Denali Advanced Integration
Majdi "Mike" Daher was a 20 year old premed college student planning on becoming a doctor when the Gulf War broke out in 1990, cutting him and his brothers off from his family in Kuwait.
It was a time of intense pain and uncertainy during which Daher and his two brothers in the US lost touch for some six months with their Mom,Dad, and siblings caught up in the Iraqi occupation of Kuwait.
"As brothers we came together determined to overcome and over-achieve, to figure out what we could do to build a business, to give back to our family that needed us now," says Daher, who put aside his dream of becoming a doctor. "We were determined to not let the situation define us. We needed to define the situation."

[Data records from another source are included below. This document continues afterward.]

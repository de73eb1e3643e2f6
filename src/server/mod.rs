//! HTTP API for the automation front end.

mod handlers;

use crate::components::automation::PortalDriver;
use crate::components::credentials::SecretStore;
use crate::config::Config;
use axum::http::HeaderValue;
use axum::routing::{delete, get, post};
use axum::Router;
use rand::rngs::StdRng;
use rand::SeedableRng;
use std::sync::Arc;
use tokio::sync::Mutex;
use tower_http::cors::{AllowOrigin, Any, CorsLayer};
use tower_http::trace::TraceLayer;
use tracing::warn;

pub use handlers::ApiError;

#[derive(Clone)]
pub struct AppState {
    pub config: Arc<Config>,
    /// Where the portal login is kept
    pub secrets: Arc<dyn SecretStore>,
    /// Browser session; held for the whole of an automation run
    pub driver: Arc<Mutex<Box<dyn PortalDriver>>>,
    /// Random source for every generated schedule
    pub rng: Arc<Mutex<StdRng>>,
}

impl AppState {
    /// Build the shared state, seeding the random source from the config when asked to
    pub fn new(
        config: Config,
        secrets: Arc<dyn SecretStore>,
        driver: Box<dyn PortalDriver>,
    ) -> Self {
        let rng = match config.schedule_seed {
            Some(seed) => StdRng::seed_from_u64(seed),
            None => StdRng::from_rng(&mut rand::rng()),
        };

        Self {
            config: Arc::new(config),
            secrets,
            driver: Arc::new(Mutex::new(driver)),
            rng: Arc::new(Mutex::new(rng)),
        }
    }
}

/// Build the API router
pub fn router(state: AppState) -> Router {
    let cors = cors_layer(&state.config.cors_origins);

    Router::new()
        .route("/", get(handlers::root_handler))
        .route("/api/health", get(handlers::health_handler))
        .route("/api/schedule/generate", post(handlers::generate_handler))
        .route("/api/schedule/validate", post(handlers::validate_handler))
        .route("/api/credentials/save", post(handlers::save_credentials_handler))
        .route("/api/credentials/load", get(handlers::load_credentials_handler))
        .route("/api/credentials", delete(handlers::delete_credentials_handler))
        .route("/api/tasks/load", post(handlers::load_tasks_handler))
        .route("/api/automation/execute", post(handlers::execute_handler))
        .route("/api/automation/status", get(handlers::status_handler))
        .layer(TraceLayer::new_for_http())
        .layer(cors)
        .with_state(state)
}

fn cors_layer(origins: &[String]) -> CorsLayer {
    if origins.is_empty() {
        return CorsLayer::permissive();
    }

    let origins: Vec<HeaderValue> = origins
        .iter()
        .filter_map(|origin| match origin.parse::<HeaderValue>() {
            Ok(value) => Some(value),
            Err(_) => {
                warn!("Ignoring invalid CORS origin {}", origin);
                None
            }
        })
        .collect();

    CorsLayer::new()
        .allow_origin(AllowOrigin::list(origins))
        .allow_methods(Any)
        .allow_headers(Any)
}
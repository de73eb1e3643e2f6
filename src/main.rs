use timesheet_autofill::startup;
use tracing::info;

#[tokio::main]
async fn main() -> miette::Result<()> {
    // Initialize logging
    startup::init_logging()?;

    info!("Starting timesheet autofill");

    // Load configuration
    let config = startup::load_config()?;

    // Serve the API
    startup::serve(config).await
}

That's just what Daher did dropping out of College and teaming with his two brothers with cash made selling personal belongings to start Denali Advanced Integration in Redmond,Washington in June 1992.
"Failure was not an option," recalls Daher of the 17 hour work days and 13 members of his family living in a one bedroom apartment in Redmond, Washington after his family was reunited in the US. "Our family was depending on us."
Today, Denali, born out of that turbulent time, is one of the most highly respected and decorated solution providers in the country ranking number 152 on the 2011 CRN VAR500 list with a 25 percent increase in sales to 2010 to $110 million. The company's slogan, "Above the Rest", refers to Daher's promise as cofounder and CEO to bring every Denali customer "world class innovation, top tier support and trusted advisors who transform information technology into what he calls "unparalleled business advantages."
It's not only Denali's trusted and innovative technical advisors that are "Above The Rest," but its charitable efforts. Daher is the winner of the VAR500 2011 Community Service Award. His philanthropic pledge is to give community members fighting for a better life a "hand up" rather than a "hand out." It is that philosophy that has made Daher a widely recognized philanthropic leader focusing on healthcare, eduction and technology in the Redmond, Washington community. Denali and Daher have also been singled out by computer giant HP with the prestigious "Power of Technology In Community Innovation" "for giving back to the community.
Daher, who returned to Portland State University graduating magna cum laude with a bachelors degree in biology, has forged a different path to save and change lives than that of a doctor. He says his giving back is a direct result of the hands that reached out to help him during his own difficult times. "What matters is what we do with that hand that reached out to us," says Daher. "At Denali, we don't do hand outs. We do hand ups."
When Denali President Chris Gerhardt met Todd Stablefeldt, a quadriplegic while riding on a commuter ferry from Bainbridge Island to Seattle Washington, the Denali team stepped up and supplied the technical expertise and technology muscle to make sure that Stablefeldt could survive during a power outage through the use of computer backup technology. Not only that the company teamed with technology partners on specially designed disability interfaces. That has led to a role promoting technology for quadriplegics with the support of the Todd Stabelfeldt foundation. Daher and his wife Dana have also been honored by the Evergreen Hospital in Redmond with the 2009 Spirit of Giving award.
But those charitable efforts are only a small part of Daher's determination to step up and support the community,customers, employees and vendors alike. "He won't share with you how many people he has helped," says John Convery, executive vice president of vendor relations for Denali. "I love the man. He is such a fine person deep down in his soul."
When a Denali employee was killed in a tragic car accident in 2007, Daher established an educational fund for the children and launched a community excellence award given to a charity chosen by an employee each year who personally volunteers and supports local charities. And when a Denali employee passed away from cancer last year, Daher stepped up once again to assist the family financially.
Daher himself won't talk about those deeds. But he does say that he views actions during such difficult times as another measure of "defining those situations rather than letting those situations define you."
"Somebody gave me the torch to light my pathway in the darkness of those challenging times," he says, recalling his Dad fleeing Kuwait with $20 in his pocket. "It is now my time as I came out of those dark times to hand that torch to other people."